БОЛЕРО, БАРАБАН, КОНФЕТЫ

     

          Соленый — сольная роль «Трех сестер». У него три отдельных выхода: в танце под «Сомнамбулу» Беллини и «Болеро» Равеля; в номере с барабаном; и с коробкой шоколадных конфет. Вылезая прямо к первому ряду, он усаживается с хитрым видом, согнувшись в крючке тела, распаковывает перевязанную бантом коробку шоколадных конфет, читает приложенное к ней нежное послание Тузенбаха Ирине   - читает с издевкой и злой радостью, - а потом съедает у всех на глазах, одну за другой все конфеты. И репликой из пьесы заключает: «Кто все конфеты съел? Соленый». Роль отдана Илье Делю. В барабан он бьет виртуозно, также виртуозно движется в танце, стоя спиной к залу и лицом к «кирпичной» стене. Натягивает красные перчатки, поджигает руку, облитую тем самым одеколоном, что он льет на пахнущие трупом руки; строит гримасы, ездит и плавает верхом на бароне и  множеством других способов показывает, что этот Соленый — опасный субъект. Соединение гофманианской саламандры и панка с синим чубом дополнено лоском пижона — серьга в ухе, синий галстук-бант. 

      Дель и его Соленый (почти клоунский, с как бы с вывернутым наружу, в пластику, ритм, мимику злодейским нутром) — пример работы с актером в постдраматическом театре. Второй пример — Лаура Пицхелаури в «Макбет.Кино». Обе роли доведены до высокой степени качества. Дель при этом отпущен (почти) в свободное плавание, а  Пицхелаури заключена в жесткий режиссерский рисунок («кукольное» обаяние). Тот и другой способ дает стопроцентный результат. В театре, где главенствует личность автора и форме подчинено, казалось бы, все, актеры, где бы с ними не работал Бутусов, - главное. Но не нивелировочная муштра, а понимание природы каждого исполнителя ведет к цели. Комедийная харизма Александра Новикова, балетный кураж с эстрадным чутьем Виталия Куликова в «Макбете. Кино», невероятные преображения Константина Райкина из «гориллы» Ричарда 111 в добродушного чудака Лира, гамлетовский «прононс» Дмитрия Лысенкова в роли Гели Гэя, и другие подобные сочетания — залог взаимных удач. В «Трех сестрах» яркие сольные линии есть у Вершинина (Олег Андреев), Кулыгина (Олег Федоров), Чебутыкина (Роман Кочержевский).

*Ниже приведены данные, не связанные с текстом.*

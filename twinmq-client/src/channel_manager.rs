use crate::{
    client_metrics::{
        CHANNELS_CREATED_TOTAL, PUBLISH_FAILURES_TOTAL, PUBLISH_LATENCY_MS, PUBLISH_TOTAL,
    },
    confirm_ledger::ConfirmLedger,
    errors::{Result, TransportError, TwinError},
    transport::{
        BrokerChannel, BrokerConnection, ConfirmListener, ConnectionProvider, RoleConfirmListener,
    },
    PublisherOptions,
};

use metrics::{counter, histogram};
use std::sync::{Arc, RwLock};
use std::time::Instant;
use tokio::sync::Mutex;
use tracing::{debug, error, info, warn};
use twinmq_core::{ClusterConfig, ClusterRole, PendingMessage, QueueDeclareOptions};

/// Lifecycle of the publishing channel of one cluster role.
#[derive(Debug, Clone, Copy, PartialEq, Eq)]
pub enum ChannelState {
    Uninitialized,
    Initializing,
    Ready,
    /// Terminal: the setup error is replayed to every later caller.
    Failed,
}

#[derive(Debug, Clone)]
enum ChannelStatus {
    Uninitialized,
    Initializing,
    Ready(Arc<PublishingChannel>),
    Failed(TransportError),
}

impl ChannelStatus {
    fn state(&self) -> ChannelState {
        match self {
            ChannelStatus::Uninitialized => ChannelState::Uninitialized,
            ChannelStatus::Initializing => ChannelState::Initializing,
            ChannelStatus::Ready(_) => ChannelState::Ready,
            ChannelStatus::Failed(_) => ChannelState::Failed,
        }
    }
}

// One memoization slot per cluster role. `init_lock` serializes the
// check-then-create sequence, `status` can be read at any time.
#[derive(Debug)]
struct RoleSlot {
    status: RwLock<ChannelStatus>,
    init_lock: Mutex<()>,
}

impl RoleSlot {
    fn new() -> Self {
        RoleSlot {
            status: RwLock::new(ChannelStatus::Uninitialized),
            init_lock: Mutex::new(()),
        }
    }

    fn status(&self) -> ChannelStatus {
        self.status
            .read()
            .unwrap_or_else(|poisoned| poisoned.into_inner())
            .clone()
    }

    fn set_status(&self, status: ChannelStatus) {
        *self
            .status
            .write()
            .unwrap_or_else(|poisoned| poisoned.into_inner()) = status;
    }
}

/// Creates, memoizes and hands out exactly one publishing channel per
/// cluster role.
#[derive(Debug)]
pub struct ChannelManager {
    config: Arc<ClusterConfig>,
    provider: Arc<dyn ConnectionProvider>,
    confirm_listener: Arc<dyn ConfirmListener>,
    queue: String,
    options: PublisherOptions,
    primary: RoleSlot,
    secondary: RoleSlot,
}

impl ChannelManager {
    pub(crate) fn new(
        config: Arc<ClusterConfig>,
        provider: Arc<dyn ConnectionProvider>,
        confirm_listener: Arc<dyn ConfirmListener>,
        queue: String,
        options: PublisherOptions,
    ) -> Self {
        ChannelManager {
            config,
            provider,
            confirm_listener,
            queue,
            options,
            primary: RoleSlot::new(),
            secondary: RoleSlot::new(),
        }
    }

    fn slot(&self, role: ClusterRole) -> &RoleSlot {
        match role {
            ClusterRole::Primary => &self.primary,
            ClusterRole::Secondary => &self.secondary,
        }
    }

    /// Current lifecycle state of the channel for `role`.
    pub fn state(&self, role: ClusterRole) -> ChannelState {
        self.slot(role).status().state()
    }

    /// Returns the channel for `role`, creating it on first use.
    ///
    /// Concurrent first callers wait on the role's init lock, so the channel
    /// is created once. A failed setup is terminal for the role and is
    /// returned again on every later call, without retrying.
    pub async fn get_channel(&self, role: ClusterRole) -> Result<Arc<PublishingChannel>> {
        let slot = self.slot(role);

        if let Some(result) = Self::settled(role, slot.status()) {
            return result;
        }

        let _init = slot.init_lock.lock().await;

        // another task may have finished the setup while we were waiting
        if let Some(result) = Self::settled(role, slot.status()) {
            return result;
        }

        slot.set_status(ChannelStatus::Initializing);

        match self.create_channel(role).await {
            Ok(channel) => {
                let channel = Arc::new(channel);
                slot.set_status(ChannelStatus::Ready(channel.clone()));
                Ok(channel)
            }
            Err(source) => {
                error!(cluster = %role, queue = %self.queue, error = %source, "unable to create publishing channel");
                slot.set_status(ChannelStatus::Failed(source.clone()));
                Err(TwinError::Initialization { role, source })
            }
        }
    }

    fn settled(
        role: ClusterRole,
        status: ChannelStatus,
    ) -> Option<Result<Arc<PublishingChannel>>> {
        match status {
            ChannelStatus::Ready(channel) => Some(Ok(channel)),
            ChannelStatus::Failed(source) => Some(Err(TwinError::Initialization { role, source })),
            ChannelStatus::Uninitialized | ChannelStatus::Initializing => None,
        }
    }

    /// Creates the channels of every enabled role, stopping at the first failure.
    pub(crate) async fn init_enabled(&self) -> Result<()> {
        for role in self.config.enabled_roles() {
            self.get_channel(role).await?;
        }
        Ok(())
    }

    async fn create_channel(&self, role: ClusterRole) -> std::result::Result<PublishingChannel, TransportError> {
        info!(
            cluster = %role,
            address = %self.config.address(role),
            queue = %self.queue,
            "creating publishing channel"
        );

        let connection = self
            .provider
            .create_connection(role, self.config.as_ref())
            .await?;

        let channel = connection.create_channel(self.options.channel_number).await?;

        channel
            .queue_declare(&self.queue, QueueDeclareOptions::default())
            .await?;
        channel.basic_qos(self.options.prefetch_count).await?;
        channel.add_confirm_listener(Arc::new(RoleConfirmListener::new(
            role,
            self.confirm_listener.clone(),
        )));
        channel.confirm_select().await?;

        counter!(CHANNELS_CREATED_TOTAL.name, "cluster" => role.tag()).increment(1);

        Ok(PublishingChannel {
            role,
            queue: self.queue.clone(),
            channel,
            _connection: connection,
            publish_lock: Mutex::new(()),
        })
    }
}

/// A confirm-mode broker channel bound to one queue of one cluster.
#[derive(Debug)]
pub struct PublishingChannel {
    role: ClusterRole,
    queue: String,
    channel: Box<dyn BrokerChannel>,
    // keeps the transport connection open for as long as the channel lives
    _connection: Arc<dyn BrokerConnection>,
    // guards sequence reservation + ledger insert + wire send
    publish_lock: Mutex<()>,
}

impl PublishingChannel {
    pub fn role(&self) -> ClusterRole {
        self.role
    }

    pub fn queue(&self) -> &str {
        &self.queue
    }

    pub fn next_publish_seq_no(&self) -> u64 {
        self.channel.next_publish_seq_no()
    }

    /// Records `message` in the ledger under the channel's next sequence
    /// number, then writes it to the queue.
    ///
    /// Both steps run under the channel's publish lock, so the ledger entry is
    /// visible before the broker can confirm it. If the write fails, or the
    /// returned future is dropped before the write completes, the entry is
    /// removed before the lock is released.
    pub(crate) async fn publish(&self, ledger: &ConfirmLedger, message: PendingMessage) -> Result<u64> {
        let _publishing = self.publish_lock.lock().await;
        let started = Instant::now();

        let sequence = self.channel.next_publish_seq_no();
        let properties = message.properties();
        let body = message.body.clone();

        ledger.record(self.role, sequence, message)?;
        let entry = UnsentEntry {
            ledger,
            role: self.role,
            sequence,
            armed: true,
        };

        if let Err(source) = self
            .channel
            .basic_publish("", &self.queue, properties, &body)
            .await
        {
            entry.roll_back();
            counter!(PUBLISH_FAILURES_TOTAL.name, "cluster" => self.role.tag()).increment(1);
            error!(cluster = %self.role, queue = %self.queue, sequence, error = %source, "publish failed, ledger entry rolled back");
            return Err(TwinError::Publish {
                role: self.role,
                sequence,
                source,
            });
        }
        entry.disarm();

        counter!(PUBLISH_TOTAL.name, "cluster" => self.role.tag()).increment(1);
        histogram!(PUBLISH_LATENCY_MS.name, "cluster" => self.role.tag())
            .record(started.elapsed().as_secs_f64() * 1000.0);
        debug!(cluster = %self.role, queue = %self.queue, sequence, "message published");

        Ok(sequence)
    }
}

// Ledger entry of a message whose write has not completed. Dropping it while
// armed removes the entry.
struct UnsentEntry<'a> {
    ledger: &'a ConfirmLedger,
    role: ClusterRole,
    sequence: u64,
    armed: bool,
}

impl UnsentEntry<'_> {
    fn disarm(mut self) {
        self.armed = false;
    }

    fn roll_back(mut self) {
        self.ledger.remove(self.role, self.sequence);
        self.armed = false;
    }
}

impl Drop for UnsentEntry<'_> {
    fn drop(&mut self) {
        if !self.armed {
            return;
        }
        if self.ledger.remove(self.role, self.sequence).is_some() {
            warn!(cluster = %self.role, sequence = self.sequence, "publish did not complete, ledger entry removed");
        }
    }
}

    Групповые мизансцены в «Макбете.Кино» и в «Трех сестрах» - причудливые комбинации движения и статики, где актеры образуют, не побоюсь сказать, живые узоры. В двух пирах «Макбета. Кино» хаос и ужас преступления, адский хохот и истязающий ухо треск прутьев, которыми отбивается ритм сцены, сменяются  омывающим все, благодетельным шумом  дождем (под «Because” Биттлз). Под него красавицы в черном убирают со стола хрусталь и серебро. Но наилучшее применение актерские силы нашли в прорывах в дискотечный танец, в полете и криках отстрелянных птиц, в имитации ветра и вихря. Во вставной  миниатюре на темы вихря четыре слушательницы фортепьянных каскадов лже-пианиста Новикова не могут удержаться на стульях, по очереди улетают за кулисы, и это комическое отступление само по себе очаровательно. Как, скажем, очарователен и танец рук Лауры Пицхелаури под романс и голос Клавдии Шульженко, хотя по большому счету это не имеет никакого отношения к истории Ирины.

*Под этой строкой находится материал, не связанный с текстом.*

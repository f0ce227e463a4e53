use serde::{Deserialize, Serialize};
use std::fmt::{self, Display, Formatter};
use std::time::{SystemTime, UNIX_EPOCH};

use crate::cluster::ClusterRole;

// PendingMessage is what the confirm ledger keeps for every message put on the wire
// and not yet settled by the broker. A confirm listener uses it to tell which
// message an ack or nack refers to.
#[derive(Debug, Clone, PartialEq, Eq, Serialize, Deserialize)]
pub struct PendingMessage {
    // the queue the message was routed to
    pub queue: String,
    // message id assigned by the caller's messaging service, sent as the correlation id
    pub message_id: String,
    // id assigned by the business client, sent as the message-id property
    pub client_message_id: String,
    // the actual payload of the message
    pub body: Vec<u8>,
    // the cluster the message was routed to
    pub role: ClusterRole,
    // timestamp (ms since epoch) taken right before the message was recorded
    pub published_at: u64,
}

impl PendingMessage {
    pub fn new(
        queue: impl Into<String>,
        message_id: impl Into<String>,
        client_message_id: impl Into<String>,
        body: Vec<u8>,
        role: ClusterRole,
    ) -> Self {
        let published_at = SystemTime::now()
            .duration_since(UNIX_EPOCH)
            .map(|d| d.as_millis() as u64)
            .unwrap_or_default();

        PendingMessage {
            queue: queue.into(),
            message_id: message_id.into(),
            client_message_id: client_message_id.into(),
            body,
            role,
            published_at,
        }
    }

    /// The correlation id the message was published with.
    pub fn correlation_id(&self) -> &str {
        &self.message_id
    }

    pub fn size(&self) -> usize {
        self.body.len()
    }

    /// The properties this message is sent with.
    pub fn properties(&self) -> BasicProperties {
        BasicProperties {
            message_id: Some(self.client_message_id.clone()),
            correlation_id: Some(self.message_id.clone()),
            kind: Some(self.role.tag().to_string()),
        }
    }
}

impl Display for PendingMessage {
    fn fmt(&self, f: &mut Formatter<'_>) -> fmt::Result {
        write!(
            f,
            "queue:_{}_msg:_{}_client_msg:_{}_cluster:_{}",
            self.queue, self.message_id, self.client_message_id, self.role,
        )
    }
}

/// Message properties put on the wire with every publish.
#[derive(Debug, Clone, Default, PartialEq, Eq, Serialize, Deserialize)]
pub struct BasicProperties {
    pub message_id: Option<String>,
    pub correlation_id: Option<String>,
    /// The `type` property, carries the cluster role tag
    #[serde(rename = "type")]
    pub kind: Option<String>,
}

/// Flags used when declaring the single target queue.
#[derive(Debug, Clone, Copy, PartialEq, Eq, Serialize, Deserialize)]
pub struct QueueDeclareOptions {
    pub durable: bool,
    pub exclusive: bool,
    pub auto_delete: bool,
}

impl Default for QueueDeclareOptions {
    // durable, shared and kept around when the last consumer leaves
    fn default() -> Self {
        QueueDeclareOptions {
            durable: true,
            exclusive: false,
            auto_delete: false,
        }
    }
}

     Актеры Бутусова имеют гораздо больше свободы, чем это кажется на первый взгляд. В «Трех сестрах» до вступления в саму пьесу, актеры «хороводят» вокруг стойки с костюмами, пробуя на себя жилеты, галстуки, пиджаки, парики. Уже тут они «примеряют» на себя роль, а не платье. Пока не дойдут до своей одежды. Особый смысл переодевания состоит в том, что женщины (плакальщицы, Парки, ведьмы) неподвижны и монотонны — они вечны. У них и костюмы из гардероба трагедии, порой —  военно-агрессивный, оптимистической, когда все три вооружаются пистолетами и автоматами. А мужчины за их спинами — быстротекущий  поток, частные, партикулярные люди, с задачами дресс-кода.

      Среди сестер определенно выделяется Ольга Муравицкая. У нее жестковатый голос, что так идет свистунье, желчной Маше. Пистолет, военные фуражки, строгие пальто как бы входят в «состав» самой трезвой и самой страстной Прозоровой. Волнистые волосы раскинуты по плечам, словно у падшего ангела, он же - презрительно сжавший губы демон. Она, актриса, в прекрасной физической форме, что немаловажно для всех сцен в дезабилье. В начале второго акта она стоит на столе, в бикини и колготках, размахивая серым флагом, как наша свобода на  наших баррикадах. Зажатая (и реально, и фигурально) в тиски мини-мизансцен, Муравицкая создает образ такой Маши, которую трудно не узнать или позабыть, настолько она самобытна и стильна.  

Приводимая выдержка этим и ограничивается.